This was cocky, and dumb as hell. I jinxed it. Although LeBron James and his superagent/buddy Rich Paul most definitely tried to sell the entire goddamn Lakers farm to the New Orleans Pelicans for Anthony Davis (and failed to do so), he must’ve done some pretty damn good pep talkin’ to the L.A. youngsters this afternoon to get their confidence up. After a mostly dominant first half on Boston’s part, L.A. punched back hard in the game’s third quarter on pinpoint three-point shooting, and while the Celtics eventually woke up and retook the lead, the contest ended in agonizing fashion: on a desperation jumper at the buzzer by Rajon Rondo, who brought down his former team in a 129-128 loss.

WHAT WENT RIGHT
I don’t doubt that a fair amount of the NBA media and casual fanbase believes the Celtics’ young blue-chip talent might be (or should be) the centerpiece of a trade for Davis. Tonight, performances by the team’s youth—all of them, pretty much—made pretty solid arguments in their favor. Let’s go to the list:

  • Jayson Tatum and Jaylen Brown played excellent two-way games, ending the night with respective lines of 22-10-5 and a steal and 18-2-1 plus a steal and a block.
  • Terry Rozier brought dominant offense to the second unit with a 19-4-6 (plus a steal) line that included five made treys on seven attempts.
  • Last but hardly least, Daniel Theis—rarely a showy player even when making meaningful contributions to Celtics wins—came to friggin’ play tonight. He gave life to otherwise moribund stretches of the game, wreaked havoc on Laker players with no regard for accruing fouls, and ended his night with 20-6-2 and two blocks.
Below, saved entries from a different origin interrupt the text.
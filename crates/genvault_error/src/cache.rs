//! Cache error types.

/// Kinds of cache errors.
#[derive(Debug, Clone, PartialEq, Eq, Hash, PartialOrd, Ord, derive_more::Display)]
pub enum CacheErrorKind {
    /// Filesystem access under the cache root failed
    #[display("Cache I/O error: {}", _0)]
    Io(String),
    /// A staged entry could not be moved into place
    #[display("Cache commit failed: {}", _0)]
    Commit(String),
}

/// Cache error with location tracking.
#[derive(Debug, Clone, derive_more::Display, derive_more::Error)]
#[display("Cache Error: {} at line {} in {}", kind, line, file)]
pub struct CacheError {
    /// The kind of error that occurred
    pub kind: CacheErrorKind,
    /// Line number where error was created
    pub line: u32,
    /// File where error was created
    pub file: &'static str,
}

impl CacheError {
    /// Create a new cache error with automatic location tracking.
    #[track_caller]
    pub fn new(kind: CacheErrorKind) -> Self {
        let location = std::panic::Location::caller();
        Self {
            kind,
            line: location.line(),
            file: location.file(),
        }
    }
}
//! Tests for the active pointer.

use genvault_core::{FileSet, GenerationId, GenerationKey, ProjectId};
use genvault_error::{GenvaultErrorKind, StorageErrorKind};
use genvault_storage::{ActivePointer, LocalStore, VersionAnnotations};
use tempfile::TempDir;

async fn saved_key(store: &LocalStore, project: ProjectId, version: u32) -> GenerationKey {
    let key = GenerationKey::new(project, GenerationId::new(), version);
    let mut files = FileSet::new();
    files.insert("main.py".to_string(), format!("v={version}\n").into_bytes());
    store
        .save(&key, &files, &VersionAnnotations::default())
        .await
        .unwrap();
    key
}

#[tokio::test]
async fn test_no_pointer_resolves_to_none() {
    let temp_dir = TempDir::new().unwrap();
    let pointer = ActivePointer::new(temp_dir.path());
    assert_eq!(pointer.get_active(ProjectId::new()).await.unwrap(), None);
}

#[tokio::test]
async fn test_set_and_redirect_pointer() {
    let temp_dir = TempDir::new().unwrap();
    let store = LocalStore::new(temp_dir.path()).unwrap();
    let pointer = ActivePointer::new(temp_dir.path());
    let project = ProjectId::new();

    let v1 = saved_key(&store, project, 1).await;
    let v2 = saved_key(&store, project, 2).await;

    let resolved = pointer.set_active(&v1).await.unwrap();
    assert_eq!(resolved, store.version_dir(&v1));
    assert_eq!(
        pointer.get_active(project).await.unwrap(),
        Some(store.version_dir(&v1))
    );

    pointer.set_active(&v2).await.unwrap();
    assert_eq!(
        pointer.get_active(project).await.unwrap(),
        Some(store.version_dir(&v2))
    );
    assert_eq!(
        pointer.active_version(project).await.unwrap(),
        Some((2, v2.generation_id))
    );

    // Resolving through the pointer reaches the version's files.
    let main = pointer.pointer_path(project).join("source").join("main.py");
    assert_eq!(std::fs::read_to_string(main).unwrap(), "v=2\n");

    // No temporary pointers are left behind.
    let leftovers = std::fs::read_dir(store.generations_dir(project))
        .unwrap()
        .filter_map(Result::ok)
        .filter(|e| e.file_name().to_string_lossy().contains(".tmp-"))
        .count();
    assert_eq!(leftovers, 0);
}

#[tokio::test]
async fn test_missing_target_is_rejected() {
    let temp_dir = TempDir::new().unwrap();
    let store = LocalStore::new(temp_dir.path()).unwrap();
    let pointer = ActivePointer::new(temp_dir.path());
    let project = ProjectId::new();
    let v1 = saved_key(&store, project, 1).await;
    pointer.set_active(&v1).await.unwrap();

    let ghost = GenerationKey::new(project, GenerationId::new(), 2);
    let err = pointer.set_active(&ghost).await.unwrap_err();
    assert!(err.is_not_found());
    assert_eq!(
        pointer.get_active(project).await.unwrap(),
        Some(store.version_dir(&v1))
    );
}

#[cfg(unix)]
#[tokio::test]
async fn test_failed_swap_reports_pointer_error() {
    let temp_dir = TempDir::new().unwrap();
    let store = LocalStore::new(temp_dir.path()).unwrap();
    let pointer = ActivePointer::new(temp_dir.path());
    let project = ProjectId::new();
    let v1 = saved_key(&store, project, 1).await;

    // A real directory where the pointer belongs cannot be replaced by a link.
    std::fs::create_dir_all(pointer.pointer_path(project).join("occupied")).unwrap();

    let err = pointer.set_active(&v1).await.unwrap_err();
    match err.kind() {
        GenvaultErrorKind::Storage(e) => {
            assert!(matches!(e.kind, StorageErrorKind::PointerSwapFailed(_)))
        }
        other => panic!("expected storage error, got {other}"),
    }
    assert!(pointer.pointer_path(project).join("occupied").is_dir());
}

#[tokio::test]
async fn test_dangling_pointer_resolves_to_none() {
    let temp_dir = TempDir::new().unwrap();
    let store = LocalStore::new(temp_dir.path()).unwrap();
    let pointer = ActivePointer::new(temp_dir.path());
    let project = ProjectId::new();
    let v1 = saved_key(&store, project, 1).await;

    pointer.set_active(&v1).await.unwrap();
    store.delete(&store.version_dir(&v1)).await.unwrap();

    assert_eq!(pointer.get_active(project).await.unwrap(), None);
    pointer.clear(project).await.unwrap();
    pointer.clear(project).await.unwrap();
}
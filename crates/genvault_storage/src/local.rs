//! Hierarchical local store.
//!
//! Every generation is written once under a deterministic directory keyed by
//! project, version and generation id. A version directory is never
//! rewritten; new content always means a new version.

use crate::layout::{self, DIFF_FILE, SOURCE_DIR};
use crate::manifest::ManifestCodec;
use genvault_core::{
    FileSet, GenerationId, GenerationKey, Manifest, ManifestEntry, ProjectId, SaveReceipt,
};
use genvault_error::{GenvaultError, GenvaultResult, StorageError, StorageErrorKind};
use sha2::{Digest, Sha256};
use std::collections::BTreeMap;
use std::path::{Path, PathBuf};
use std::sync::Arc;
use std::sync::atomic::{AtomicBool, Ordering};
use std::time::Duration;
use walkdir::WalkDir;

/// Manifest annotations supplied by the generation pipeline.
#[derive(Debug, Clone, Default, PartialEq, Eq)]
pub struct VersionAnnotations {
    /// Prompt text that produced the files
    pub prompt: Option<String>,
    /// Generation this one iterates on
    pub parent_generation_id: Option<GenerationId>,
}

/// Local disk tier.
///
/// # Example Structure
///
/// ```text
/// /var/genvault/
/// └── 6f1c.../generations/
///     ├── v1__a3b9.../
///     │   ├── manifest.json
///     │   └── source/
///     │       └── app/main.py
///     └── active -> v1__a3b9...
/// ```
#[derive(Debug, Clone)]
pub struct LocalStore {
    root: PathBuf,
    write_timeout: Duration,
}

impl LocalStore {
    /// Default deadline for writing one version.
    pub const DEFAULT_WRITE_TIMEOUT: Duration = Duration::from_secs(120);

    /// Create a local store rooted at `root`, creating the directory if needed.
    ///
    /// # Errors
    ///
    /// Returns error if the directory cannot be created or accessed.
    #[tracing::instrument(skip(root))]
    pub fn new(root: impl Into<PathBuf>) -> GenvaultResult<Self> {
        let root = root.into();

        std::fs::create_dir_all(&root).map_err(|e| {
            StorageError::new(StorageErrorKind::DirectoryCreation(format!(
                "{}: {}",
                root.display(),
                e
            )))
        })?;

        tracing::info!(path = %root.display(), "Created local generation store");
        Ok(Self {
            root,
            write_timeout: Self::DEFAULT_WRITE_TIMEOUT,
        })
    }

    /// Override the per-save write deadline.
    pub fn with_write_timeout(mut self, timeout: Duration) -> Self {
        self.write_timeout = timeout;
        self
    }

    /// Root directory of the store.
    pub fn root(&self) -> &Path {
        &self.root
    }

    /// Directory holding a project's version directories.
    pub fn generations_dir(&self, project_id: ProjectId) -> PathBuf {
        layout::generations_dir(&self.root, project_id)
    }

    /// Version directory for `key` (does not imply existence).
    pub fn version_dir(&self, key: &GenerationKey) -> PathBuf {
        layout::version_dir(&self.root, key)
    }

    /// Whether `key` has a materialized version directory with a manifest.
    pub async fn exists(&self, key: &GenerationKey) -> bool {
        tokio::fs::try_exists(ManifestCodec::path(&self.version_dir(key)))
            .await
            .unwrap_or(false)
    }

    /// Write a generation's files and manifest.
    ///
    /// All paths are validated before anything touches disk. On any write
    /// failure the partially written version directory is removed and the
    /// call fails with `WriteFailure`.
    ///
    /// # Errors
    ///
    /// - `InvalidPath` if a path escapes the version root or two paths collide
    /// - `WriteFailure` on I/O errors or if the version directory already exists
    /// - `Timeout` if the write exceeds the configured deadline
    #[tracing::instrument(skip(self, key, files, annotations), fields(key = %key, files = files.len()))]
    pub async fn save(
        &self,
        key: &GenerationKey,
        files: &FileSet,
        annotations: &VersionAnnotations,
    ) -> GenvaultResult<SaveReceipt> {
        let planned = plan_writes(files)?;
        let version_dir = self.version_dir(key);

        if tokio::fs::try_exists(&version_dir).await.unwrap_or(false) {
            return Err(StorageError::new(StorageErrorKind::WriteFailure(format!(
                "version directory already exists: {}",
                version_dir.display()
            )))
            .into());
        }

        let cancelled = Arc::new(AtomicBool::new(false));
        let mut task = tokio::task::spawn_blocking({
            let version_dir = version_dir.clone();
            let key = *key;
            let annotations = annotations.clone();
            let cancelled = Arc::clone(&cancelled);
            move || write_version(&version_dir, &key, &planned, &annotations, &cancelled)
        });

        let outcome = match tokio::time::timeout(self.write_timeout, &mut task).await {
            Ok(joined) => joined.unwrap_or_else(|e| Err(join_failure(e))),
            Err(_) => {
                cancelled.store(true, Ordering::SeqCst);
                // The writer stops at its next file boundary; rollback must run after it
                if let Err(e) = (&mut task).await {
                    tracing::warn!(error = %e, "Cancelled local write did not join cleanly");
                }
                Err(StorageError::new(StorageErrorKind::Timeout(format!(
                    "writing {} exceeded {:?}",
                    version_dir.display(),
                    self.write_timeout
                )))
                .into())
            }
        };

        match outcome {
            Ok(manifest) => {
                let receipt = SaveReceipt {
                    storage_path: version_dir.clone(),
                    file_count: manifest.file_count,
                    total_size_bytes: manifest.total_size_bytes(),
                };
                tracing::info!(
                    path = %version_dir.display(),
                    file_count = receipt.file_count,
                    total_size_bytes = receipt.total_size_bytes,
                    "Saved generation locally"
                );
                Ok(receipt)
            }
            Err(e) => {
                tracing::error!(error = %e, path = %version_dir.display(), "Local save failed, rolling back");
                if let Err(cleanup) = remove_dir_if_present(&version_dir).await {
                    tracing::warn!(error = %cleanup, "Rollback of partial version directory failed");
                }
                Err(e)
            }
        }
    }

    /// Read every file of a stored version.
    ///
    /// # Errors
    ///
    /// Returns `NotFound` if `storage_path` has no `source/` tree.
    #[tracing::instrument(skip(self), fields(path = %storage_path.display()))]
    pub async fn read(&self, storage_path: &Path) -> GenvaultResult<FileSet> {
        read_tree(storage_path).await
    }

    /// Read one file of a stored version.
    ///
    /// # Errors
    ///
    /// Returns `InvalidPath` for escaping paths and `NotFound` if the file is
    /// absent.
    #[tracing::instrument(skip(self), fields(path = %storage_path.display()))]
    pub async fn read_file(
        &self,
        storage_path: &Path,
        relative_path: &str,
    ) -> GenvaultResult<Vec<u8>> {
        let relative = layout::sanitize_relative(relative_path)?;
        let path = storage_path.join(SOURCE_DIR).join(relative);
        tokio::fs::read(&path).await.map_err(|e| {
            if e.kind() == std::io::ErrorKind::NotFound {
                StorageError::new(StorageErrorKind::NotFound(relative_path.to_string())).into()
            } else {
                StorageError::new(StorageErrorKind::FileRead(format!(
                    "{}: {}",
                    path.display(),
                    e
                )))
                .into()
            }
        })
    }

    /// Read the manifest of a stored version.
    pub async fn read_manifest(&self, storage_path: &Path) -> GenvaultResult<Manifest> {
        ManifestCodec::read(storage_path).await
    }

    /// Diff two stored versions. See [`diff_versions`](crate::diff_versions).
    pub async fn diff(&self, from_path: &Path, to_path: &Path) -> GenvaultResult<crate::VersionDiff> {
        crate::diff_versions(from_path, to_path).await
    }

    /// Persist the diff against the previous version at the version root.
    ///
    /// Returns the path of the diff artifact.
    #[tracing::instrument(skip(self, diff_text), fields(path = %storage_path.display(), bytes = diff_text.len()))]
    pub async fn write_diff(&self, storage_path: &Path, diff_text: &str) -> GenvaultResult<PathBuf> {
        let path = storage_path.join(DIFF_FILE);
        let temp_path = path.with_extension("diff.tmp");
        tokio::fs::write(&temp_path, diff_text.as_bytes())
            .await
            .map_err(|e| write_failure(&temp_path, e))?;
        tokio::fs::rename(&temp_path, &path)
            .await
            .map_err(|e| write_failure(&path, e))?;
        Ok(path)
    }

    /// Remove a version directory recursively. Missing paths are not an error.
    #[tracing::instrument(skip(self), fields(path = %storage_path.display()))]
    pub async fn delete(&self, storage_path: &Path) -> GenvaultResult<()> {
        remove_dir_if_present(storage_path).await?;
        tracing::info!("Deleted local version directory");
        Ok(())
    }

    /// Versions materialized on disk for a project, ordered by version.
    pub async fn list_versions(
        &self,
        project_id: ProjectId,
    ) -> GenvaultResult<Vec<(u32, GenerationId)>> {
        let dir = self.generations_dir(project_id);
        let mut entries = match tokio::fs::read_dir(&dir).await {
            Ok(entries) => entries,
            Err(e) if e.kind() == std::io::ErrorKind::NotFound => return Ok(Vec::new()),
            Err(e) => {
                return Err(StorageError::new(StorageErrorKind::FileRead(format!(
                    "{}: {}",
                    dir.display(),
                    e
                )))
                .into());
            }
        };

        let mut versions = Vec::new();
        while let Some(entry) = entries
            .next_entry()
            .await
            .map_err(|e| StorageError::new(StorageErrorKind::FileRead(e.to_string())))?
        {
            if let Some(parsed) = entry
                .file_name()
                .to_str()
                .and_then(layout::parse_version_dir_name)
            {
                versions.push(parsed);
            }
        }
        versions.sort();
        Ok(versions)
    }
}
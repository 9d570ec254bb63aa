//! Command-line interface module.
//!
//! This module provides the CLI structure and command handlers for the genvault binary.

mod commands;
mod handlers;
#[cfg(feature = "database")]
mod ledger;

pub use commands::{Cli, Commands, OutputFormat};
pub use handlers::{active, diff, evict, manifest, replicate};
#[cfg(feature = "database")]
pub use ledger::{activate, list, save};
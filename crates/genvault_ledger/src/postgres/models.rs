//! Diesel rows for the ledger tables and their conversions.

use super::schema::{genvault_generations, genvault_projects};
use chrono::{DateTime, Utc};
use diesel::prelude::*;
use genvault_core::{ChangesSummary, Generation, GenerationStatus, Project};
use genvault_error::{DatabaseError, DatabaseErrorKind};
use uuid::Uuid;

/// Database row for `genvault_projects`.
#[derive(Debug, Clone, Queryable, Identifiable, Selectable)]
#[diesel(table_name = genvault_projects)]
#[diesel(check_for_backend(diesel::pg::Pg))]
pub struct ProjectRow {
    pub id: Uuid,
    pub latest_version: i32,
    pub active_generation_id: Option<Uuid>,
    pub created_at: DateTime<Utc>,
}

/// Insertable project registration.
#[derive(Debug, Clone, Insertable)]
#[diesel(table_name = genvault_projects)]
pub struct NewProjectRow {
    pub id: Uuid,
    pub latest_version: i32,
}

/// Database row for `genvault_generations`.
#[derive(Debug, Clone, Queryable, Identifiable, Selectable)]
#[diesel(table_name = genvault_generations)]
#[diesel(check_for_backend(diesel::pg::Pg))]
pub struct GenerationRow {
    pub id: Uuid,
    pub project_id: Uuid,
    pub version: i32,
    pub status: String,
    pub is_active: bool,
    pub storage_path: Option<String>,
    pub file_count: i32,
    pub total_size_bytes: i64,
    pub diff_from_previous: Option<String>,
    pub changes_summary: Option<serde_json::Value>,
    pub parent_generation_id: Option<Uuid>,
    pub prompt: Option<String>,
    pub error_message: Option<String>,
    pub created_at: DateTime<Utc>,
    pub completed_at: Option<DateTime<Utc>>,
}

/// Insertable reserved generation.
#[derive(Debug, Clone, Insertable)]
#[diesel(table_name = genvault_generations)]
pub struct NewGenerationRow {
    pub id: Uuid,
    pub project_id: Uuid,
    pub version: i32,
    pub status: String,
    pub parent_generation_id: Option<Uuid>,
    pub prompt: Option<String>,
}

/// Completion changeset.
#[derive(Debug, Clone, AsChangeset)]
#[diesel(table_name = genvault_generations)]
pub struct CompleteGenerationRow {
    pub status: String,
    pub storage_path: Option<String>,
    pub file_count: i32,
    pub total_size_bytes: i64,
    pub diff_from_previous: Option<String>,
    pub changes_summary: Option<serde_json::Value>,
    pub completed_at: Option<DateTime<Utc>>,
}

impl From<ProjectRow> for Project {
    fn from(row: ProjectRow) -> Self {
        Project {
            id: row.id.into(),
            latest_version: u32::try_from(row.latest_version).unwrap_or(0),
            active_generation_id: row.active_generation_id.map(Into::into),
            created_at: row.created_at,
        }
    }
}

impl TryFrom<GenerationRow> for Generation {
    type Error = DatabaseError;

    fn try_from(row: GenerationRow) -> Result<Self, Self::Error> {
        let status: GenerationStatus = row.status.parse().map_err(|_| {
            DatabaseError::new(DatabaseErrorKind::Serialization(format!(
                "unknown generation status '{}'",
                row.status
            )))
        })?;
        let changes_summary = row
            .changes_summary
            .map(serde_json::from_value::<ChangesSummary>)
            .transpose()?;

        Ok(Generation {
            id: row.id.into(),
            project_id: row.project_id.into(),
            version: to_u32(row.version, "version")?,
            status,
            is_active: row.is_active,
            storage_path: row.storage_path,
            file_count: to_u32(row.file_count, "file_count")?,
            total_size_bytes: u64::try_from(row.total_size_bytes).map_err(|_| {
                DatabaseError::new(DatabaseErrorKind::Serialization(
                    "negative total_size_bytes".to_string(),
                ))
            })?,
            diff_from_previous: row.diff_from_previous,
            changes_summary,
            parent_generation_id: row.parent_generation_id.map(Into::into),
            prompt: row.prompt,
            error_message: row.error_message,
            created_at: row.created_at,
            completed_at: row.completed_at,
        })
    }
}

fn to_u32(value: i32, column: &str) -> Result<u32, DatabaseError> {
    u32::try_from(value).map_err(|_| {
        DatabaseError::new(DatabaseErrorKind::Serialization(format!(
            "negative {column}: {value}"
        )))
    })
}

/// Convert an unsigned count into an `INTEGER` column value.
pub fn to_i32(value: u32, column: &str) -> Result<i32, DatabaseError> {
    i32::try_from(value).map_err(|_| {
        DatabaseError::new(DatabaseErrorKind::Serialization(format!(
            "{column} {value} exceeds INTEGER range"
        )))
    })
}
It was the vets who underperformed. Kyrie Irving ended the night with 24 points, but almost half of those were at the line: he shot a ghastly 29 percent. Mook Morris made exactly one trey. Al Horford did all right (and almost had a game-saving block), but it wasn’t enough.

This Celtics squad’s depth is why opposing teams were leery of them before the season began, and why they’re leery again now that much of the uncertainty and confusion has dissipated and Boston is approaching its true potential. Regardless of tonight’s result, the team’s display of the powers inherent in its depth is immensely promising. For me, that’s the heart of Celtics basketball.

WHAT WENT WRONG
L.A. went on a smackdown 10-0 run near the end of the second quarter while Hayward was at the small forward spot substituting for Tatum. I’m not saying GH was to blame for this, but I’m not not saying it either.

The problems in the third quarter, meanwhile, were everyone’s fault, far too broad in scope to lampoon. It was a fiasco in every possible way, despite the Celtics keeping it close after the Lakers took and held the lead.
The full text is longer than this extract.